Pulitzer Prize-finalist Zora Howard’s Hang Time is a searingly powerful play that highlights the complex inner worlds of three Black men and the horrifying brutality that takes their lives. It is an unflinching look at the Black Man’s experience and the painful, enduring impacts of systemic racism in America.
Throughout the hour-long performance, the three actors remain close together on a single, tiered platform, meant to suggest the thick trunk of an old tree. As you watch the men being hanged by invisible ropes again and again and again, you also see them repeatedly waking from their deaths to discuss their lives. They have real, intimate conversations about love, sex, jail, money, music, travel, and family. Each time they wake up, you hear sounds of life; crickets, birds, the wind, a train, and the gruesome tug of a rope tightening and stretching under the weight of their bodies.

The conversations between the three men highlight their different personalities, experiences, and desires. Blood (Bryce Foley) is an earnest, hopeful young man who yearns for adventure away from the pressure of familial responsibilities. Slim (Kamal Bolden) is a bitter, resentful man who boasts about his sexual exploits and sings “ugly” blues songs to avoid feelings of shame and grief. Bird (Julian Rozzell), the oldest and wisest of the three, is a quiet, lonely man weighed down by loss and pain.
Bryce Foley gives a deeply moving performance in the role of Blood. As Blood repeatedly acknowledges the “pretty day” outside, it points to all the pretty days he won’t get to see. In one particularly shattering moment, Blood fights back against the idea that his dreams are unattainable and that he won’t get to travel the world.

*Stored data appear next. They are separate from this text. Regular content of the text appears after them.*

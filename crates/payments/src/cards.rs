//! Customer and stored-card lifecycle.
//!
//! The provider-side customer is created lazily on the first card
//! operation and referenced from the user's profile. Cards are created and
//! removed individually and never cached.

use std::sync::Arc;

use serde::Serialize;

use homeport_core::{CardId, CustomerId, UserId};

use crate::db::profiles::ProfileStore;
use crate::error::{PaymentError, Result};
use crate::models::UserProfile;
use crate::provider::{Card, CardDetails, Customer, PaymentProvider};

/// A user's stored cards, with the provider's default-source marker.
#[derive(Debug, Clone, Serialize)]
pub struct CardList {
    pub default_source: Option<CardId>,
    pub cards: Vec<Card>,
}

/// Directory of provider customers and their stored cards.
#[derive(Clone)]
pub struct CardDirectory {
    profiles: Arc<dyn ProfileStore>,
    provider: Arc<dyn PaymentProvider>,
}

impl CardDirectory {
    /// Create a new directory.
    #[must_use]
    pub fn new(profiles: Arc<dyn ProfileStore>, provider: Arc<dyn PaymentProvider>) -> Self {
        Self { profiles, provider }
    }

    /// Get the user's provider customer, creating it on first use.
    ///
    /// Both paths return the provider's `retrieve` shape: after creating a
    /// customer it is retrieved again, so callers see the same view a
    /// later `get` would produce.
    ///
    /// # Errors
    ///
    /// - `InvalidInput` when `user_id` is empty
    /// - `NotFound` when the profile, user, or provider customer is absent
    pub async fn get_or_create_customer(&self, user_id: &UserId) -> Result<Customer> {
        if user_id.is_empty() {
            return Err(PaymentError::InvalidInput("userId"));
        }

        let profile = self.require_profile(user_id).await?;
        let customer_id = match profile.customer_id {
            Some(customer_id) => customer_id,
            None => self.create_customer(user_id, &profile).await?,
        };

        self.retrieve_customer(&customer_id).await
    }

    /// Store a new card for the user.
    ///
    /// Tokenizes the raw details, attaches the token as a source to the
    /// user's existing customer, and returns the refreshed customer view.
    ///
    /// # Errors
    ///
    /// - `InvalidInput` when `user_id` or any card field is empty (no
    ///   provider call is made)
    /// - `NotFound` when the profile is absent
    /// - `Precondition` when the user has no customer yet
    pub async fn add_card(&self, user_id: &UserId, details: &CardDetails) -> Result<Customer> {
        if user_id.is_empty() {
            return Err(PaymentError::InvalidInput("userId"));
        }
        validate_card_details(details)?;

        let profile = self.require_profile(user_id).await?;
        let customer_id = profile.customer_id.ok_or_else(|| {
            PaymentError::Precondition(format!("user {user_id} has no payment customer"))
        })?;

        let token = self.provider.create_card_token(details).await?;
        let card = self.provider.attach_source(&customer_id, &token.id).await?;
        tracing::info!(%user_id, card_id = %card.id, "card stored");

        self.retrieve_customer(&customer_id).await
    }

    /// Remove a stored card and return the refreshed customer view.
    ///
    /// # Errors
    ///
    /// - `InvalidInput` when `user_id` is empty
    /// - `NotFound` when the profile is absent or the user has no customer
    pub async fn remove_card(&self, user_id: &UserId, card_id: &CardId) -> Result<Customer> {
        if user_id.is_empty() {
            return Err(PaymentError::InvalidInput("userId"));
        }

        let customer_id = self.require_customer_id(user_id).await?;
        self.provider.detach_source(&customer_id, card_id).await?;
        tracing::info!(%user_id, %card_id, "card removed");

        self.retrieve_customer(&customer_id).await
    }

    /// List the user's stored cards.
    ///
    /// # Errors
    ///
    /// - `InvalidInput` when `user_id` is empty
    /// - `NotFound` when the profile is absent or the user has no customer
    pub async fn cards(&self, user_id: &UserId) -> Result<CardList> {
        if user_id.is_empty() {
            return Err(PaymentError::InvalidInput("userId"));
        }

        let customer_id = self.require_customer_id(user_id).await?;
        let customer = self.retrieve_customer(&customer_id).await?;

        Ok(CardList {
            default_source: customer.default_source,
            cards: customer.sources.data,
        })
    }

    /// Make a stored card the customer's default funding source.
    ///
    /// # Errors
    ///
    /// - `InvalidInput` when `user_id` is empty
    /// - `NotFound` when the profile is absent or the user has no customer
    pub async fn set_default_card(&self, user_id: &UserId, card_id: &CardId) -> Result<Customer> {
        if user_id.is_empty() {
            return Err(PaymentError::InvalidInput("userId"));
        }

        let customer_id = self.require_customer_id(user_id).await?;
        let customer = self
            .provider
            .set_default_source(&customer_id, card_id)
            .await?;
        tracing::info!(%user_id, %card_id, "default card updated");
        Ok(customer)
    }

    /// Create the provider customer for a profile that has none and
    /// persist the reference.
    async fn create_customer(
        &self,
        user_id: &UserId,
        profile: &UserProfile,
    ) -> Result<CustomerId> {
        let user = self
            .profiles
            .user(user_id)
            .await?
            .ok_or_else(|| PaymentError::not_found("user", user_id))?;

        let customer = self.provider.create_customer(&user.email).await?;
        self.profiles
            .set_customer_id(profile.profile_id, &customer.id)
            .await?;
        tracing::info!(%user_id, customer_id = %customer.id, "payment customer created");
        Ok(customer.id)
    }

    async fn require_profile(&self, user_id: &UserId) -> Result<UserProfile> {
        self.profiles
            .profile(user_id)
            .await?
            .ok_or_else(|| PaymentError::not_found("profile", user_id))
    }

    async fn require_customer_id(&self, user_id: &UserId) -> Result<CustomerId> {
        let profile = self.require_profile(user_id).await?;
        profile
            .customer_id
            .ok_or_else(|| PaymentError::not_found("customer", user_id))
    }

    async fn retrieve_customer(&self, customer_id: &CustomerId) -> Result<Customer> {
        self.provider
            .retrieve_customer(customer_id)
            .await?
            .ok_or_else(|| PaymentError::not_found("customer", customer_id))
    }
}

/// Reject card details with any empty field before touching the provider.
fn validate_card_details(details: &CardDetails) -> Result<()> {
    if details.card_name.is_empty() {
        return Err(PaymentError::InvalidInput("cardName"));
    }
    if details.card_number.is_empty() {
        return Err(PaymentError::InvalidInput("cardNumber"));
    }
    if details.exp_month.is_empty() {
        return Err(PaymentError::InvalidInput("expMonth"));
    }
    if details.exp_year.is_empty() {
        return Err(PaymentError::InvalidInput("expYear"));
    }
    if details.cvc.is_empty() {
        return Err(PaymentError::InvalidInput("cvc"));
    }
    Ok(())
}
//! Relational records read and written by the service layer.
//!
//! These are the typed views of the marketplace database that payments
//! cares about. The tables carry many more columns; only the fields the
//! service layer reads or writes appear here.

use chrono::{DateTime, Utc};
use rust_decimal::Decimal;
use serde::{Deserialize, Serialize};

use homeport_core::{
    AccountId, BookingId, ChargeId, CustomerId, Email, ListingId, LocationId, PaymentType,
    ProfileId, UserId,
};

/// A marketplace user, read-only input to checkout metadata.
#[derive(Debug, Clone, Serialize, Deserialize)]
pub struct User {
    pub id: UserId,
    pub email: Email,
    pub first_name: String,
    pub last_name: String,
}

impl User {
    /// Full display name, used in charge metadata.
    #[must_use]
    pub fn full_name(&self) -> String {
        format!("{} {}", self.first_name, self.last_name)
    }
}

/// Per-user payment identity record.
///
/// At most one non-null `account_id` and one non-null `customer_id` per
/// user. `account_id` is written only by the account directory,
/// `customer_id` only by the card directory.
#[derive(Debug, Clone, Serialize, Deserialize)]
pub struct UserProfile {
    /// Internal key used for updates.
    pub profile_id: ProfileId,
    pub user_id: UserId,
    /// Provider account reference (payout side).
    pub account_id: Option<AccountId>,
    /// Provider customer reference (paying side).
    pub customer_id: Option<CustomerId>,
}

/// A listing, read during checkout for charge metadata.
#[derive(Debug, Clone, Serialize, Deserialize)]
pub struct Listing {
    pub id: ListingId,
    pub title: String,
    pub location_id: LocationId,
}

/// A listing's location, read during checkout for charge metadata.
#[derive(Debug, Clone, Serialize, Deserialize)]
pub struct Location {
    pub id: LocationId,
    pub address1: String,
    pub city: String,
}

impl Location {
    /// Street address as rendered into charge metadata.
    #[must_use]
    pub fn display_address(&self) -> String {
        format!("{}, {}", self.address1, self.city)
    }
}

/// A completed-charge ledger row.
///
/// `(booking_id, transaction_id)` is unique; rows are never updated or
/// deleted by this crate.
#[derive(Debug, Clone, Serialize, Deserialize)]
pub struct Transaction {
    pub id: i32,
    pub booking_id: BookingId,
    /// The provider charge id.
    pub transaction_id: ChargeId,
    pub payer_email: Option<Email>,
    pub payer_id: Option<UserId>,
    pub receiver_email: Option<Email>,
    pub receiver_id: Option<UserId>,
    /// Amount in the currency's standard unit, rounded to 2 places.
    pub total: Decimal,
    pub transaction_fee: Option<Decimal>,
    pub currency: String,
    pub ipn_track_id: Option<String>,
    pub payment_type: PaymentType,
    pub payment_method_id: Option<i32>,
    pub created_at: DateTime<Utc>,
}

/// Fields of a ledger row to be inserted.
#[derive(Debug, Clone)]
pub struct NewTransaction {
    pub booking_id: BookingId,
    pub transaction_id: ChargeId,
    pub payer_email: Option<Email>,
    pub payer_id: Option<UserId>,
    pub receiver_email: Option<Email>,
    pub receiver_id: Option<UserId>,
    pub total: Decimal,
    pub transaction_fee: Option<Decimal>,
    pub currency: String,
    pub ipn_track_id: Option<String>,
    pub payment_type: PaymentType,
    pub payment_method_id: Option<i32>,
}
//! Transaction ledger storage.
//!
//! The `transactions` table has a unique constraint on
//! `(booking_id, transaction_id)`; a duplicate insert surfaces as
//! [`RepositoryError::Conflict`] so the ledger can fall back to the
//! existing row.

use std::str::FromStr;

use async_trait::async_trait;
use chrono::{DateTime, Utc};
use rust_decimal::Decimal;
use sqlx::PgPool;

use homeport_core::{BookingId, ChargeId, Email, PaymentType, UserId};

use super::RepositoryError;
use crate::models::{NewTransaction, Transaction};

/// Storage for completed-charge ledger rows.
#[async_trait]
pub trait TransactionStore: Send + Sync {
    /// Look up a row by its natural key.
    async fn find(
        &self,
        booking_id: &BookingId,
        transaction_id: &ChargeId,
    ) -> Result<Option<Transaction>, RepositoryError>;

    /// Insert a new row.
    ///
    /// # Errors
    ///
    /// Returns [`RepositoryError::Conflict`] when a row with the same
    /// `(booking_id, transaction_id)` already exists.
    async fn insert(&self, new: &NewTransaction) -> Result<Transaction, RepositoryError>;
}

/// `PostgreSQL` implementation of [`TransactionStore`].
#[derive(Clone)]
pub struct PgTransactionStore {
    pool: PgPool,
}

impl PgTransactionStore {
    /// Create a new store over a connection pool.
    #[must_use]
    pub const fn new(pool: PgPool) -> Self {
        Self { pool }
    }
}

#[derive(sqlx::FromRow)]
struct TransactionRow {
    id: i32,
    booking_id: String,
    transaction_id: String,
    payer_email: Option<String>,
    payer_id: Option<String>,
    receiver_email: Option<String>,
    receiver_id: Option<String>,
    total: Decimal,
    transaction_fee: Option<Decimal>,
    currency: String,
    ipn_track_id: Option<String>,
    payment_type: String,
    payment_method_id: Option<i32>,
    created_at: DateTime<Utc>,
}

impl TransactionRow {
    fn into_transaction(self) -> Result<Transaction, RepositoryError> {
        let payment_type = PaymentType::from_str(&self.payment_type).map_err(|e| {
            RepositoryError::DataCorruption(format!("invalid payment type in database: {e}"))
        })?;
        let parse_email = |value: Option<String>| -> Result<Option<Email>, RepositoryError> {
            value
                .map(|s| {
                    Email::parse(&s).map_err(|e| {
                        RepositoryError::DataCorruption(format!("invalid email in database: {e}"))
                    })
                })
                .transpose()
        };

        Ok(Transaction {
            id: self.id,
            booking_id: BookingId::new(self.booking_id),
            transaction_id: ChargeId::new(self.transaction_id),
            payer_email: parse_email(self.payer_email)?,
            payer_id: self.payer_id.map(UserId::new),
            receiver_email: parse_email(self.receiver_email)?,
            receiver_id: self.receiver_id.map(UserId::new),
            total: self.total,
            transaction_fee: self.transaction_fee,
            currency: self.currency,
            ipn_track_id: self.ipn_track_id,
            payment_type,
            payment_method_id: self.payment_method_id,
            created_at: self.created_at,
        })
    }
}

const COLUMNS: &str = "id, booking_id, transaction_id, payer_email, payer_id, \
                       receiver_email, receiver_id, total, transaction_fee, currency, \
                       ipn_track_id, payment_type, payment_method_id, created_at";

#[async_trait]
impl TransactionStore for PgTransactionStore {
    async fn find(
        &self,
        booking_id: &BookingId,
        transaction_id: &ChargeId,
    ) -> Result<Option<Transaction>, RepositoryError> {
        let row = sqlx::query_as::<_, TransactionRow>(&format!(
            r"
            SELECT {COLUMNS}
            FROM transactions
            WHERE booking_id = $1 AND transaction_id = $2
            "
        ))
        .bind(booking_id.as_str())
        .bind(transaction_id.as_str())
        .fetch_optional(&self.pool)
        .await?;

        row.map(TransactionRow::into_transaction).transpose()
    }

    async fn insert(&self, new: &NewTransaction) -> Result<Transaction, RepositoryError> {
        let row = sqlx::query_as::<_, TransactionRow>(&format!(
            r"
            INSERT INTO transactions
                (booking_id, transaction_id, payer_email, payer_id,
                 receiver_email, receiver_id, total, transaction_fee, currency,
                 ipn_track_id, payment_type, payment_method_id)
            VALUES ($1, $2, $3, $4, $5, $6, $7, $8, $9, $10, $11, $12)
            RETURNING {COLUMNS}
            "
        ))
        .bind(new.booking_id.as_str())
        .bind(new.transaction_id.as_str())
        .bind(new.payer_email.as_ref().map(Email::as_str))
        .bind(new.payer_id.as_ref().map(UserId::as_str))
        .bind(new.receiver_email.as_ref().map(Email::as_str))
        .bind(new.receiver_id.as_ref().map(UserId::as_str))
        .bind(new.total)
        .bind(new.transaction_fee)
        .bind(&new.currency)
        .bind(new.ipn_track_id.as_deref())
        .bind(new.payment_type.to_string())
        .bind(new.payment_method_id)
        .fetch_one(&self.pool)
        .await
        .map_err(|e| {
            if let sqlx::Error::Database(ref db_err) = e
                && db_err.is_unique_violation()
            {
                return RepositoryError::Conflict("ledger row already exists".to_owned());
            }
            RepositoryError::Database(e)
        })?;

        row.into_transaction()
    }
}
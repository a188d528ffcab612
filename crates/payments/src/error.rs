//! Unified error handling for the payments service layer.
//!
//! Every component fails fast and propagates the first error unchanged to
//! its caller; there is no retry, backoff, or circuit breaking in this
//! crate. The embedding application translates `PaymentError` into
//! transport-level responses.

use thiserror::Error;

use homeport_core::{AccountId, UserId};

use crate::db::RepositoryError;
use crate::gateway::GatewayError;
use crate::provider::ProviderError;

/// Service-level error type for the payments crate.
#[derive(Debug, Error)]
pub enum PaymentError {
    /// A required field is missing or empty.
    #[error("invalid input: missing {0}")]
    InvalidInput(&'static str),

    /// A referenced record does not exist.
    #[error("{entity} {id} not found")]
    NotFound {
        /// What kind of record was looked up.
        entity: &'static str,
        /// The identifier that failed to resolve.
        id: String,
    },

    /// The user's profile has no provider account reference.
    #[error("user {0} has no payment account")]
    NoAccount(UserId),

    /// The user already has a provider account; one account per user.
    #[error("user {user_id} already has payment account {account_id}")]
    Conflict {
        user_id: UserId,
        account_id: AccountId,
    },

    /// A card operation needs state that has not been set up yet.
    #[error("precondition failed: {0}")]
    Precondition(String),

    /// The payment provider call failed.
    #[error("payment provider error: {0}")]
    Provider(#[from] ProviderError),

    /// The booking gateway call failed.
    #[error("booking gateway error: {0}")]
    Gateway(#[from] GatewayError),

    /// Database operation failed.
    #[error("repository error: {0}")]
    Repository(#[from] RepositoryError),

    /// Stored data could not be decoded.
    #[error("data corruption: {0}")]
    Corrupt(String),
}

impl PaymentError {
    /// Build a [`PaymentError::NotFound`] for an entity and its id.
    pub fn not_found(entity: &'static str, id: impl ToString) -> Self {
        Self::NotFound {
            entity,
            id: id.to_string(),
        }
    }

    /// Whether this error came from an upstream system (provider or
    /// gateway) rather than from this service's own validation or storage.
    #[must_use]
    pub const fn is_upstream(&self) -> bool {
        matches!(self, Self::Provider(_) | Self::Gateway(_))
    }
}

/// Result type alias for `PaymentError`.
pub type Result<T> = std::result::Result<T, PaymentError>;
//! Homeport Payments - payment identity and checkout service layer.
//!
//! This crate manages per-user payment identities (provider account,
//! customer, stored cards) and runs the checkout flow that charges a guest,
//! advances a booking, and records a ledger entry. It is an internal service
//! layer: request entry points, response formatting, and notification
//! delivery live in the embedding application.
//!
//! # Architecture
//!
//! - Payment provider (Stripe-compatible REST API) for accounts, customers,
//!   cards, and charges
//! - Booking gateway (internal REST API) for booking reads and state
//!   transitions
//! - `PostgreSQL` for user profiles and the transaction ledger
//! - In-process cache for provider account snapshots (cache-aside, no TTL)
//!
//! The checkout orchestrator spans three independently-failing systems with
//! no shared transaction. It performs best-effort sequential calls and
//! surfaces the first failure; a charge that succeeds before a later step
//! fails is NOT reversed here (see [`checkout`]).
//!
//! # Modules
//!
//! - [`config`] - Environment-based configuration
//! - [`error`] - Closed error taxonomy for the service layer
//! - [`cache`] - Key/value cache port and in-process implementation
//! - [`provider`] - Payment provider port and Stripe client
//! - [`gateway`] - Booking gateway port and client
//! - [`db`] - Profile and transaction repositories
//! - [`accounts`] - Provider-account directory (cache-aside)
//! - [`cards`] - Customer and card lifecycle
//! - [`ledger`] - Idempotent transaction ledger
//! - [`checkout`] - The `do_payment` orchestrator
//! - [`state`] - Process-wide composition root

#![cfg_attr(not(test), forbid(unsafe_code))]

pub mod accounts;
pub mod cache;
pub mod cards;
pub mod checkout;
pub mod config;
pub mod db;
pub mod error;
pub mod gateway;
pub mod ledger;
pub mod models;
pub mod provider;
pub mod state;

pub use accounts::{AccountDirectory, DeleteConfirmation};
pub use cards::{CardDirectory, CardList};
pub use checkout::{CheckoutOrchestrator, CheckoutReceipt};
pub use config::PaymentsConfig;
pub use error::{PaymentError, Result};
pub use ledger::TransactionLedger;
pub use state::PaymentsState;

As the platform slowly lowers beneath his feet, Blood struggles against the metaphorical rope around his throat, crying out, “I got things to do! I got things to do! I gotta get there. I gotta get there.”
All of the design elements of this production work seamlessly together, from Charlie Oates’ eerily precise movement direction and Rick Sordelet’s seemingly magical stunt direction to Megan Culley’s understated yet impactful sound design and Reza Behjat’s strikingly minimalist lighting design. There isn’t one element that stands out or detracts from the others; the space is intentionally sparse to keep your eyes on the three men.
The longer the play went on, I began to wonder, are the men dead and we’re seeing remnants of the lives they lived, or are these glimpses of the lives they won’t get to live? Did the lynchings happen in their past or are they in their future? Then I realized there’s a reason the time and place are not specified in this story. That ambiguity is a chilling reminder that this story– these murders– could take place anywhere at any time. It could even be today. These horrible times are not over; they never stopped.

Hang Time forces you to bear witness, to lean in, to confront. It is a reckoning and a powerful call to action. It demands that you think about the lives these Black men deserved but didn’t get to have. It demands your response– emotionally, socially, and politically. It demands change.